### DESCRIPTION OF THE TASK
Return all the entries. Match them word for word.

### EXERCISE INPUTS
//! Document store boundary.
//!
//! The repository talks to persistence only through these traits. Every read
//! excludes soft-deleted records; callers never see `deleted = true`.

use std::collections::BTreeMap;

use alpaca_core::{
    AlpacaResult, GroupField, InstructionRecord, ListQuery, RecordFilter, RecordId, RecordUpdate,
    StatusCode, Timestamp, UserAccount, UserId, UserQuery,
};
use async_trait::async_trait;

pub mod memory;

pub use memory::{InMemoryInstructionStore, InMemoryUserDirectory};

/// Persistence for instruction records.
#[cfg_attr(test, mockall::automock)]
#[async_trait]
pub trait InstructionStore: Send + Sync {
    /// Visible record by id.
    async fn find_by_id(&self, id: RecordId) -> AlpacaResult<Option<InstructionRecord>>;

    /// One page of visible records plus the unpaginated total.
    async fn find(&self, query: &ListQuery) -> AlpacaResult<(Vec<InstructionRecord>, u64)>;

    /// Exact count of visible records matching `filter`.
    async fn count(&self, filter: &RecordFilter) -> AlpacaResult<u64>;

    /// Visible records matching `filter`, counted per distinct value of `group`.
    async fn aggregate_count(
        &self,
        group: GroupField,
        filter: &RecordFilter,
    ) -> AlpacaResult<BTreeMap<String, u64>>;

    async fn insert(&self, record: &InstructionRecord) -> AlpacaResult<()>;

    /// Apply `update` to the visible record `id` in a single write.
    ///
    /// Returns `None` when no visible record matched, including when
    /// `update.expected_status` did not hold.
    async fn update(
        &self,
        id: RecordId,
        update: &RecordUpdate,
        now: Timestamp,
    ) -> AlpacaResult<Option<InstructionRecord>>;

    /// Mark the visible record `id` deleted, optionally only if its status
    /// code is `expected_status`. Returns whether a record was marked.
    async fn soft_delete(
        &self,
        id: RecordId,
        expected_status: Option<StatusCode>,
        now: Timestamp,
    ) -> AlpacaResult<bool>;

    /// Physically remove `id` whatever its state.
    async fn hard_delete(&self, id: RecordId) -> AlpacaResult<bool>;

    /// Physically remove every visible record matching `filter`.
    async fn hard_delete_matching(&self, filter: &RecordFilter) -> AlpacaResult<u64>;

    /// Physically remove records soft-deleted before `cutoff`.
    async fn purge_deleted_before(&self, cutoff: Timestamp) -> AlpacaResult<u64>;
}

/// Read-only view of user accounts.
#[cfg_attr(test, mockall::automock)]
#[async_trait]
pub trait UserDirectory: Send + Sync {
    async fn get(&self, id: UserId) -> AlpacaResult<Option<UserAccount>>;

    /// One page of matching users plus the unpaginated total.
    async fn list(&self, query: &UserQuery) -> AlpacaResult<(Vec<UserAccount>, u64)>;
}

### TASK ANSWER
//! Document store boundary.
//!
//! The repository talks to persistence only through these traits. Every read
//! excludes soft-deleted records; callers never see `deleted = true`.

use std::collections::BTreeMap;

use alpaca_core::{
    AlpacaResult, GroupField, InstructionRecord, ListQuery, RecordFilter, RecordId, RecordUpdate,
    StatusCode, Timestamp, UserAccount, UserId, UserQuery,
};
use async_trait::async_trait;

pub mod memory;

pub use memory::{InMemoryInstructionStore, InMemoryUserDirectory};

/// Persistence for instruction records.
#[cfg_attr(test, mockall::automock)]
#[async_trait]
pub trait InstructionStore: Send + Sync {
    /// Visible record by id.
    async fn find_by_id(&self, id: RecordId) -> AlpacaResult<Option<InstructionRecord>>;

    /// One page of visible records plus the unpaginated total.
    async fn find(&self, query: &ListQuery) -> AlpacaResult<(Vec<InstructionRecord>, u64)>;

    /// Exact count of visible records matching `filter`.
    async fn count(&self, filter: &RecordFilter) -> AlpacaResult<u64>;

    /// Visible records matching `filter`, counted per distinct value of `group`.
    async fn aggregate_count(
        &self,
        group: GroupField,
        filter: &RecordFilter,
    ) -> AlpacaResult<BTreeMap<String, u64>>;

    async fn insert(&self, record: &InstructionRecord) -> AlpacaResult<()>;

    /// Apply `update` to the visible record `id` in a single write.
    ///
    /// Returns `None` when no visible record matched, including when
    /// `update.expected_status` did not hold.
    async fn update(
        &self,
        id: RecordId,
        update: &RecordUpdate,
        now: Timestamp,
    ) -> AlpacaResult<Option<InstructionRecord>>;

    /// Mark the visible record `id` deleted, optionally only if its status
    /// code is `expected_status`. Returns whether a record was marked.
    async fn soft_delete(
        &self,
        id: RecordId,
        expected_status: Option<StatusCode>,
        now: Timestamp,
    ) -> AlpacaResult<bool>;

    /// Physically remove `id` whatever its state.
    async fn hard_delete(&self, id: RecordId) -> AlpacaResult<bool>;

    /// Physically remove every visible record matching `filter`.
    async fn hard_delete_matching(&self, filter: &RecordFilter) -> AlpacaResult<u64>;

    /// Physically remove records soft-deleted before `cutoff`.
    async fn purge_deleted_before(&self, cutoff: Timestamp) -> AlpacaResult<u64>;
}

/// Read-only view of user accounts.
#[cfg_attr(test, mockall::automock)]
#[async_trait]
pub trait UserDirectory: Send + Sync {
    async fn get(&self, id: UserId) -> AlpacaResult<Option<UserAccount>>;

    /// One page of matching users plus the unpaginated total.
    async fn list(&self, query: &UserQuery) -> AlpacaResult<(Vec<UserAccount>, u64)>;
}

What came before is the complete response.